WORK REQUEST: Given the entries that follow, write out exactly the lines starting at the one containing "let Some(path) = &self.path" and ending at the one containing "match the \", both ends included, and only those.

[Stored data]
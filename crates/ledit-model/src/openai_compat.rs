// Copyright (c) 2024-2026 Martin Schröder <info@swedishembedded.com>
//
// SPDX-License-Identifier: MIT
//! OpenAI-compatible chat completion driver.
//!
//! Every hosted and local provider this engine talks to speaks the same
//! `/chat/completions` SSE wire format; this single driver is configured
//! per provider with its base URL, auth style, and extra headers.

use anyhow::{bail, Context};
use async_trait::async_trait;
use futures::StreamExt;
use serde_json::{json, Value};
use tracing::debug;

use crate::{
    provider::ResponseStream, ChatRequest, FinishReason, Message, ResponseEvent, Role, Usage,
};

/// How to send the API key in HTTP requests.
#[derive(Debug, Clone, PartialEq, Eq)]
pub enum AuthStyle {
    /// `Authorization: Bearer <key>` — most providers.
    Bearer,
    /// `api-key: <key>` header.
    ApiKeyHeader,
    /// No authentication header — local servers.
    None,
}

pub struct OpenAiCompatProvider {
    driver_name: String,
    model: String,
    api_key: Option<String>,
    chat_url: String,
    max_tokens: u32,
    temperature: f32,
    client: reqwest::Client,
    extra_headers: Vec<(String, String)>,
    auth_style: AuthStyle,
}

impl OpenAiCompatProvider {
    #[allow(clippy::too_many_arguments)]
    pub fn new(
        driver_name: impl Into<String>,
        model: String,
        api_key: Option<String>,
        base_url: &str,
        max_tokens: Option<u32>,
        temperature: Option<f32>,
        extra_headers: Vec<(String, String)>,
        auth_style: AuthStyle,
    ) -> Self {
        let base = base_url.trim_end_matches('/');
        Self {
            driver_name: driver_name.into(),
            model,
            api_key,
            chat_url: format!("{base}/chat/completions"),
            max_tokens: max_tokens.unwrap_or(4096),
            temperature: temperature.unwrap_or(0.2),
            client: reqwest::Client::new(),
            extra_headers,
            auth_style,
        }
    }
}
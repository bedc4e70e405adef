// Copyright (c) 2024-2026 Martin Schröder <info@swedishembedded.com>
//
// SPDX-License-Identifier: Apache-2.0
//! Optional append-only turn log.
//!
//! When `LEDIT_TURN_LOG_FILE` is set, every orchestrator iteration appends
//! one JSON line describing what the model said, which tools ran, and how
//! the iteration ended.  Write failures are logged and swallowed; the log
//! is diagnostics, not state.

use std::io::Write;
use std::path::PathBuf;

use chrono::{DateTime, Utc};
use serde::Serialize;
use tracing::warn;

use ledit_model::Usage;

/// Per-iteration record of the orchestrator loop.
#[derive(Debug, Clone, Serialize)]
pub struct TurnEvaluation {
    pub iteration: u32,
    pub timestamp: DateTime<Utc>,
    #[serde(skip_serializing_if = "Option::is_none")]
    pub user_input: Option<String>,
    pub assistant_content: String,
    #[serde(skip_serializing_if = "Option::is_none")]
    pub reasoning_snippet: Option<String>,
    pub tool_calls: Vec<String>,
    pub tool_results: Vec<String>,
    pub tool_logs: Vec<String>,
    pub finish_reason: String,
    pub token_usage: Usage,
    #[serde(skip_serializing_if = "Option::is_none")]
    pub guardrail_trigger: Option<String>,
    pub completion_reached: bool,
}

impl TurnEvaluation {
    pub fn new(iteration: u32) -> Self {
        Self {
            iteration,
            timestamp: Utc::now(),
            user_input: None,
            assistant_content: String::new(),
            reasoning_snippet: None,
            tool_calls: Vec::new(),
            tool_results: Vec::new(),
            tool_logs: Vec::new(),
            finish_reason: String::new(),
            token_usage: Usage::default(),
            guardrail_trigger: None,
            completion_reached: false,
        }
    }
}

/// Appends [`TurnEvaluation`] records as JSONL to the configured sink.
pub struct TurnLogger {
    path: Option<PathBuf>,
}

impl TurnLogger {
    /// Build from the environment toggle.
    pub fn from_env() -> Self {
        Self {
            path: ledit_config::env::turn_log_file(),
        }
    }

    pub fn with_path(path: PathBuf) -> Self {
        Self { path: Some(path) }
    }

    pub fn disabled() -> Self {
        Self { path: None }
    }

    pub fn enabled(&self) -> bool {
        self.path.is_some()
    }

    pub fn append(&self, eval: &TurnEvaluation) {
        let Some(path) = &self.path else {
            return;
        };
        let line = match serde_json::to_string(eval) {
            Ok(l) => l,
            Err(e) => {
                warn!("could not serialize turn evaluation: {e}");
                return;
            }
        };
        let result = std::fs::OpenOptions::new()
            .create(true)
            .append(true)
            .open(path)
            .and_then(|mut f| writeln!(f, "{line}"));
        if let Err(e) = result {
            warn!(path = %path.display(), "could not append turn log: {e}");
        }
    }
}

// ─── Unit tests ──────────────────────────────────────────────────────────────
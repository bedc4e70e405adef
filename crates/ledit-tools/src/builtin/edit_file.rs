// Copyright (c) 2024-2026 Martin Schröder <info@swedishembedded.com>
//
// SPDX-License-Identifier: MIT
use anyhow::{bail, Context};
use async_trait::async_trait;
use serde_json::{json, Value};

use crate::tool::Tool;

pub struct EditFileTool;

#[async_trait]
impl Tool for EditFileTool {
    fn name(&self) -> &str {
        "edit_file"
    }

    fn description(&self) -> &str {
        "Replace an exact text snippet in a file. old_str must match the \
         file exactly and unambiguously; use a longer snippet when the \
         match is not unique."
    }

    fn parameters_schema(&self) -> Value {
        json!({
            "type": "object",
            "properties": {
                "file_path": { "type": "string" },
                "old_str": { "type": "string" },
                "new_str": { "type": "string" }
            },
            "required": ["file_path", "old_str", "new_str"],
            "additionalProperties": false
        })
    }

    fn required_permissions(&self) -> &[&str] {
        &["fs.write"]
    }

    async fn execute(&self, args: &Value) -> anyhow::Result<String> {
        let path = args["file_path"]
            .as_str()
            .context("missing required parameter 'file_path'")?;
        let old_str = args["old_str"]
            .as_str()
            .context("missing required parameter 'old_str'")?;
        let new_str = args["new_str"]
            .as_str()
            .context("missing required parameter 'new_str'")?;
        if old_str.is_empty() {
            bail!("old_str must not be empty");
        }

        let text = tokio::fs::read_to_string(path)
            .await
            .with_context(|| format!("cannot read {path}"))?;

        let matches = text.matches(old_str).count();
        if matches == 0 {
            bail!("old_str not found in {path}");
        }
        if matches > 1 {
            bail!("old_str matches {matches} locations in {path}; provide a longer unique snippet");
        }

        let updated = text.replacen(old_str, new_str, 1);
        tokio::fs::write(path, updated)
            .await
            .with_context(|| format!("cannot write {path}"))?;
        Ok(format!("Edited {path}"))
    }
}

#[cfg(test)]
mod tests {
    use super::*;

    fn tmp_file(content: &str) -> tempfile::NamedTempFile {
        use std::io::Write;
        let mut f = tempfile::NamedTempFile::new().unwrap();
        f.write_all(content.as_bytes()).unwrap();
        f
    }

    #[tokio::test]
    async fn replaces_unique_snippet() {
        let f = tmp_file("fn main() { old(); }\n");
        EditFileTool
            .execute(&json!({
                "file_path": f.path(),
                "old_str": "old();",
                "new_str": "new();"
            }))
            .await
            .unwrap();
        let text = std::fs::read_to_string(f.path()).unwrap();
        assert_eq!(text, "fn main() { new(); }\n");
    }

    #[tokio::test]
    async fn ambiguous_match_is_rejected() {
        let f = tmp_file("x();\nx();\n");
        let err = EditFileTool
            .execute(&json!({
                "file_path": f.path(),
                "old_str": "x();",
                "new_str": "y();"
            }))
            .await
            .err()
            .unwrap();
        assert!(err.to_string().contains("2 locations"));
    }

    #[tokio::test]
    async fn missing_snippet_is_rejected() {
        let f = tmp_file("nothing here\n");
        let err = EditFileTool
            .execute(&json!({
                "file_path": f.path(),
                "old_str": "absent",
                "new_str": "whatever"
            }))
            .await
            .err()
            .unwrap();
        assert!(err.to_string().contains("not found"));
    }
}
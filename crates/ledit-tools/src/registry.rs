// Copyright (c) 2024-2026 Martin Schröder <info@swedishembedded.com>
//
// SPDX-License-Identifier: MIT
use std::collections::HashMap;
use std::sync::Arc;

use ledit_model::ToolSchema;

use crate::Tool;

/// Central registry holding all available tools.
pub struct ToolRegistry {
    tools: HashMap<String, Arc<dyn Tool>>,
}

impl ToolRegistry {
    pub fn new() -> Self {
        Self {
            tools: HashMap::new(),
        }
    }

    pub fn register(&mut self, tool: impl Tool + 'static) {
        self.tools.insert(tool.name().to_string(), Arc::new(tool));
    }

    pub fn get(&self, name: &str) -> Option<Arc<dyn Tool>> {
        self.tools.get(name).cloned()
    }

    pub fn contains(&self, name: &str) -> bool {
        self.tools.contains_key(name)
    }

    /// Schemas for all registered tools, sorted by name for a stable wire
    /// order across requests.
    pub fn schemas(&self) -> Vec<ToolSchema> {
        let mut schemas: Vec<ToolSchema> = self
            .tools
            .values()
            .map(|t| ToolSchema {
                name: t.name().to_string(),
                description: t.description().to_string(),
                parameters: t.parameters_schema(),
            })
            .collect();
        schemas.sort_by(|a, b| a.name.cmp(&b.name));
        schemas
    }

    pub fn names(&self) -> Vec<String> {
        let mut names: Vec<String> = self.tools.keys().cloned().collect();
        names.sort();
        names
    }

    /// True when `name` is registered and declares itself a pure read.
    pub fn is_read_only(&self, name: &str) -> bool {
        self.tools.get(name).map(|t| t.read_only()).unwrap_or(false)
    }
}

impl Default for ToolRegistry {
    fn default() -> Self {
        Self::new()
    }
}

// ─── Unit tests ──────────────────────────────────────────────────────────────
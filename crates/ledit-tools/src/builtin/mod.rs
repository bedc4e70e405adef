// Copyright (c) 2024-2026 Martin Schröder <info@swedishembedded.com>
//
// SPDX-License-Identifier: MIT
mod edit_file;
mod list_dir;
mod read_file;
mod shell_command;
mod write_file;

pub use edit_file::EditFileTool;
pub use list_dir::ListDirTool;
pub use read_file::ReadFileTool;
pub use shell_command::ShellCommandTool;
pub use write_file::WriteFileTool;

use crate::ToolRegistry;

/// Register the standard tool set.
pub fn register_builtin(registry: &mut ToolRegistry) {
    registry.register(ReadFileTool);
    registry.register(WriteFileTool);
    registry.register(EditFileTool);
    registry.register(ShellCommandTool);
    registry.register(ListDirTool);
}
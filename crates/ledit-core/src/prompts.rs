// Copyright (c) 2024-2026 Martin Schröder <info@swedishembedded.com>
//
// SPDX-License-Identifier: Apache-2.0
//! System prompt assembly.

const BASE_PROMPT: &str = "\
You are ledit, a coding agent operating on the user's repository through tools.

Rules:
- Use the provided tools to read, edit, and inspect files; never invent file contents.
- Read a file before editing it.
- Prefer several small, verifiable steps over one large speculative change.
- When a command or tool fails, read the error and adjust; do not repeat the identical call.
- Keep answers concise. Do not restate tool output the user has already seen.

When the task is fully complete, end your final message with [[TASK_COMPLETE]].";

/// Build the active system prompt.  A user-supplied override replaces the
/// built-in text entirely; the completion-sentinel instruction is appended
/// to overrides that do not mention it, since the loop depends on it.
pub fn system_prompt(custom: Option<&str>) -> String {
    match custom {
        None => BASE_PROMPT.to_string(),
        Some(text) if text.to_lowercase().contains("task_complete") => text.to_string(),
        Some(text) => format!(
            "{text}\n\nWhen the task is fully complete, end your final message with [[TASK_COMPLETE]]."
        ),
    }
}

EXERCISE SOLUTION:
        let Some(path) = &self.path else {
            return;
        };
        let line = match serde_json::to_string(eval) {
            Ok(l) => l,
            Err(e) => {
                warn!("could not serialize turn evaluation: {e}");
                return;
            }
        };
        let result = std::fs::OpenOptions::new()
            .create(true)
            .append(true)
            .open(path)
            .and_then(|mut f| writeln!(f, "{line}"));
        if let Err(e) = result {
            warn!(path = %path.display(), "could not append turn log: {e}");
        }
    }
}

// ─── Unit tests ──────────────────────────────────────────────────────────────
repository bedc4e70e405adef
filename crates/ledit-tools/src/builtin/edit_file.rs
// Copyright (c) 2024-2026 Martin Schröder <info@swedishembedded.com>
//
// SPDX-License-Identifier: MIT
use anyhow::{bail, Context};
use async_trait::async_trait;
use serde_json::{json, Value};

use crate::tool::Tool;

pub struct EditFileTool;

#[async_trait]
impl Tool for EditFileTool {
    fn name(&self) -> &str {
        "edit_file"
    }

    fn description(&self) -> &str {
        "Replace an exact text snippet in a file. old_str must match the \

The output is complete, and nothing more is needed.